*** Record set Section Begins ***
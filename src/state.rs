//! Abstract turtle state.
//!
//! Concrete turtle state (position, heading, pen, color) is abstracted
//! into equivalence classes rather than tracked as exact numbers, because
//! exact values are frequently unknowable statically. Two classes are
//! absorbing: `ClassifierControlled` marks a component whose rendered
//! value depends on a machine-learning prediction, and `Unresolved`
//! marks one that is statically unknown for any other reason. Once a
//! component is classifier-controlled, no sequence of constant
//! operations brings it back — the abstraction never claims more
//! precision than is actually known. `Unresolved` may step up to
//! `ClassifierControlled`, never down to a constant class.

use crate::callgraph::ConstValue;
use crate::classify::{Provenance, TurtleKind, TurtleOp};
use serde::{Deserialize, Serialize};
use std::fmt;

const MICRODEG_PER_TURN: i64 = 360_000_000;

/// A rotation amount in microdegrees, normalized into
/// `[0, 360_000_000)`. Integer microdegrees keep the heading domain
/// finite, which the termination argument for loop folding relies on.
#[derive(Debug, Clone, Copy, PartialEq, Eq, Hash, Serialize, Deserialize)]
pub struct Angle(i64);

impl Angle {
    pub fn from_degrees(degrees: f64) -> Self {
        let micro = (degrees * 1e6).round() as i64;
        Self(micro.rem_euclid(MICRODEG_PER_TURN))
    }

    pub fn plus(self, other: Angle) -> Angle {
        Self((self.0 + other.0).rem_euclid(MICRODEG_PER_TURN))
    }

    pub fn negated(self) -> Angle {
        Self((-self.0).rem_euclid(MICRODEG_PER_TURN))
    }

    pub fn degrees(self) -> f64 {
        self.0 as f64 / 1e6
    }
}

impl fmt::Display for Angle {
    fn fmt(&self, f: &mut fmt::Formatter<'_>) -> fmt::Result {
        write!(f, "{}°", self.degrees())
    }
}

/// Equivalence class of the turtle's position.
///
/// `Moved` records the distance class of the most recent constant move,
/// not accumulated coordinates: accumulation would give every loop
/// iteration a fresh abstract state and defeat loop folding. `At` is an
/// absolute constant fix from `goto`.
#[derive(Debug, Clone, PartialEq, Eq, Hash, Serialize, Deserialize)]
pub enum PositionClass {
    Home,
    Moved(ConstValue),
    At(ConstValue, ConstValue),
    ClassifierControlled,
    Unresolved,
}

/// Equivalence class of the turtle's heading.
///
/// `Turned` is the cumulative rotation relative to the initial heading;
/// `Set` is an absolute heading from `setheading`. Both accumulate
/// further constant turns exactly, modulo a full turn.
#[derive(Debug, Clone, Copy, PartialEq, Eq, Hash, Serialize, Deserialize)]
pub enum HeadingClass {
    Initial,
    Turned(Angle),
    Set(Angle),
    ClassifierControlled,
    Unresolved,
}

#[derive(Debug, Clone, Copy, PartialEq, Eq, Hash, Serialize, Deserialize)]
pub enum PenState {
    Up,
    Down,
}

#[derive(Debug, Clone, PartialEq, Eq, Hash, Serialize, Deserialize)]
pub enum ColorClass {
    Initial,
    Set(ConstValue),
    ClassifierControlled,
    Unresolved,
}

/// Snapshot of the abstract turtle state threaded through traversal.
#[derive(Debug, Clone, PartialEq, Eq, Hash, Serialize, Deserialize)]
pub struct AbstractTurtleState {
    pub position: PositionClass,
    pub heading: HeadingClass,
    pub pen: PenState,
    pub color: ColorClass,
}

impl Default for AbstractTurtleState {
    fn default() -> Self {
        Self::start()
    }
}

impl AbstractTurtleState {
    /// The state every traversal starts from: home position, initial
    /// heading, pen down, default color.
    pub fn start() -> Self {
        Self {
            position: PositionClass::Home,
            heading: HeadingClass::Initial,
            pen: PenState::Down,
            color: ColorClass::Initial,
        }
    }

    /// Transfer function: the state after one turtle operation. Total
    /// and deterministic; never fails.
    pub fn apply(&self, op: &TurtleOp) -> Self {
        let mut next = self.clone();
        match op.kind {
            TurtleKind::Move { .. } => {
                next.position = apply_move(&self.position, &self.heading, op.arg());
            }
            TurtleKind::MoveTo => {
                next.position = apply_move_to(&self.position, &op.args);
            }
            TurtleKind::Turn { clockwise } => {
                next.heading = apply_turn(self.heading, op.arg(), clockwise);
            }
            TurtleKind::SetHeading => {
                next.heading = apply_set_heading(self.heading, op.arg());
            }
            TurtleKind::PenUp => next.pen = PenState::Up,
            TurtleKind::PenDown => next.pen = PenState::Down,
            TurtleKind::ColorSet => {
                next.color = apply_color(&self.color, &op.args);
            }
            // Marks the canvas without changing the tracked state.
            TurtleKind::OtherDraw => {}
        }
        next
    }

    /// Component-wise join, used where control paths merge (after a
    /// call with several resolved targets). Equal classes survive,
    /// classifier control dominates, any other disagreement collapses
    /// to `Unresolved`. Disagreeing pen states join to `Down` so
    /// possible drawing is never hidden.
    pub fn join(&self, other: &Self) -> Self {
        Self {
            position: join_class(&self.position, &other.position, |c| {
                matches!(c, PositionClass::ClassifierControlled)
            })
            .unwrap_or(PositionClass::Unresolved),
            heading: join_class(&self.heading, &other.heading, |c| {
                matches!(c, HeadingClass::ClassifierControlled)
            })
            .unwrap_or(HeadingClass::Unresolved),
            pen: if self.pen == other.pen {
                self.pen
            } else {
                PenState::Down
            },
            color: join_class(&self.color, &other.color, |c| {
                matches!(c, ColorClass::ClassifierControlled)
            })
            .unwrap_or(ColorClass::Unresolved),
        }
    }

    /// Widening: collapse the components that changed between two
    /// successive loop passes to `Unresolved`, forcing the folding key
    /// to converge. Classifier control is preserved — widening must not
    /// erase provenance.
    pub fn widen_against(&self, previous: &Self) -> Self {
        Self {
            position: widen_class(&self.position, &previous.position, |c| {
                matches!(c, PositionClass::ClassifierControlled)
            })
            .unwrap_or(PositionClass::Unresolved),
            heading: widen_class(&self.heading, &previous.heading, |c| {
                matches!(c, HeadingClass::ClassifierControlled)
            })
            .unwrap_or(HeadingClass::Unresolved),
            pen: self.pen,
            color: widen_class(&self.color, &previous.color, |c| {
                matches!(c, ColorClass::ClassifierControlled)
            })
            .unwrap_or(ColorClass::Unresolved),
        }
    }
}

/// Shared join shape for the absorbing component domains: `Some` keeps a
/// class, `None` asks the caller for its `Unresolved`.
fn join_class<T: Clone + PartialEq>(
    a: &T,
    b: &T,
    is_classifier: impl Fn(&T) -> bool,
) -> Option<T> {
    if a == b {
        Some(a.clone())
    } else if is_classifier(a) {
        Some(a.clone())
    } else if is_classifier(b) {
        Some(b.clone())
    } else {
        None
    }
}

fn widen_class<T: Clone + PartialEq>(
    current: &T,
    previous: &T,
    is_classifier: impl Fn(&T) -> bool,
) -> Option<T> {
    if current == previous || is_classifier(current) {
        Some(current.clone())
    } else {
        None
    }
}

fn apply_move(
    position: &PositionClass,
    heading: &HeadingClass,
    distance: Option<&Provenance>,
) -> PositionClass {
    match position {
        PositionClass::ClassifierControlled => PositionClass::ClassifierControlled,
        PositionClass::Unresolved => {
            if classifier_in_play(distance, heading) {
                PositionClass::ClassifierControlled
            } else {
                PositionClass::Unresolved
            }
        }
        _ => match (distance, heading) {
            (Some(Provenance::ClassifierDerived), _) => PositionClass::ClassifierControlled,
            (_, HeadingClass::ClassifierControlled) => PositionClass::ClassifierControlled,
            (Some(Provenance::Constant(d)), HeadingClass::Initial)
            | (Some(Provenance::Constant(d)), HeadingClass::Turned(_))
            | (Some(Provenance::Constant(d)), HeadingClass::Set(_)) => {
                PositionClass::Moved(d.clone())
            }
            _ => PositionClass::Unresolved,
        },
    }
}

fn classifier_in_play(distance: Option<&Provenance>, heading: &HeadingClass) -> bool {
    matches!(distance, Some(Provenance::ClassifierDerived))
        || matches!(heading, HeadingClass::ClassifierControlled)
}

fn apply_move_to(position: &PositionClass, args: &[Provenance]) -> PositionClass {
    if matches!(position, PositionClass::ClassifierControlled) {
        return PositionClass::ClassifierControlled;
    }
    if args
        .iter()
        .any(|a| matches!(a, Provenance::ClassifierDerived))
    {
        return PositionClass::ClassifierControlled;
    }
    if matches!(position, PositionClass::Unresolved) {
        return PositionClass::Unresolved;
    }
    match args {
        [Provenance::Constant(x), Provenance::Constant(y)] => {
            PositionClass::At(x.clone(), y.clone())
        }
        _ => PositionClass::Unresolved,
    }
}

fn apply_turn(
    heading: HeadingClass,
    angle: Option<&Provenance>,
    clockwise: bool,
) -> HeadingClass {
    match heading {
        HeadingClass::ClassifierControlled => HeadingClass::ClassifierControlled,
        HeadingClass::Unresolved => match angle {
            Some(Provenance::ClassifierDerived) => HeadingClass::ClassifierControlled,
            _ => HeadingClass::Unresolved,
        },
        known => match angle {
            Some(Provenance::ClassifierDerived) => HeadingClass::ClassifierControlled,
            Some(Provenance::Constant(value)) => match constant_angle(value, clockwise) {
                Some(delta) => accumulate_turn(known, delta),
                None => HeadingClass::Unresolved,
            },
            _ => HeadingClass::Unresolved,
        },
    }
}

fn accumulate_turn(known: HeadingClass, delta: Angle) -> HeadingClass {
    match known {
        HeadingClass::Initial => HeadingClass::Turned(delta),
        HeadingClass::Turned(total) => HeadingClass::Turned(total.plus(delta)),
        HeadingClass::Set(total) => HeadingClass::Set(total.plus(delta)),
        absorbing => absorbing,
    }
}

fn apply_set_heading(heading: HeadingClass, angle: Option<&Provenance>) -> HeadingClass {
    match heading {
        HeadingClass::ClassifierControlled => HeadingClass::ClassifierControlled,
        HeadingClass::Unresolved => match angle {
            Some(Provenance::ClassifierDerived) => HeadingClass::ClassifierControlled,
            _ => HeadingClass::Unresolved,
        },
        _ => match angle {
            Some(Provenance::ClassifierDerived) => HeadingClass::ClassifierControlled,
            Some(Provenance::Constant(value)) => match value.as_f64() {
                Some(degrees) => HeadingClass::Set(Angle::from_degrees(degrees)),
                None => HeadingClass::Unresolved,
            },
            _ => HeadingClass::Unresolved,
        },
    }
}

/// Turtle turns are clockwise-negative: `right(90)` subtracts from the
/// heading, `left(90)` adds.
fn constant_angle(value: &ConstValue, clockwise: bool) -> Option<Angle> {
    let degrees = value.as_f64()?;
    let angle = Angle::from_degrees(degrees);
    Some(if clockwise { angle.negated() } else { angle })
}

fn apply_color(color: &ColorClass, args: &[Provenance]) -> ColorClass {
    if matches!(color, ColorClass::ClassifierControlled) {
        return ColorClass::ClassifierControlled;
    }
    if args
        .iter()
        .any(|a| matches!(a, Provenance::ClassifierDerived))
    {
        return ColorClass::ClassifierControlled;
    }
    if matches!(color, ColorClass::Unresolved) {
        return ColorClass::Unresolved;
    }
    let constants: Option<Vec<&ConstValue>> = args
        .iter()
        .map(|a| match a {
            Provenance::Constant(c) => Some(c),
            _ => None,
        })
        .collect();
    match constants.as_deref() {
        Some([single]) => ColorClass::Set((*single).clone()),
        // Component color forms like (r, g, b) canonicalize to one
        // string constant so the class stays a single value.
        Some(parts) if !parts.is_empty() => {
            let joined = parts
                .iter()
                .map(|c| c.to_string())
                .collect::<Vec<_>>()
                .join(",");
            ColorClass::Set(ConstValue::Str(joined))
        }
        _ => ColorClass::Unresolved,
    }
}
*** Record set Section Ends ***
▸ Exercise objective
For this exercise, repeat exactly the lines of the data above from the one with "pen: if self.pen" down to the one with "position: widen_class(&self.position, &previous.position, |c|", both end lines included.

▸ Solution
            pen: if self.pen == other.pen {
                self.pen
            } else {
                PenState::Down
            },
            color: join_class(&self.color, &other.color, |c| {
                matches!(c, ColorClass::ClassifierControlled)
            })
            .unwrap_or(ColorClass::Unresolved),
        }
    }

    /// Widening: collapse the components that changed between two
    /// successive loop passes to `Unresolved`, forcing the folding key
    /// to converge. Classifier control is preserved — widening must not
    /// erase provenance.
    pub fn widen_against(&self, previous: &Self) -> Self {
        Self {
            position: widen_class(&self.position, &previous.position, |c| {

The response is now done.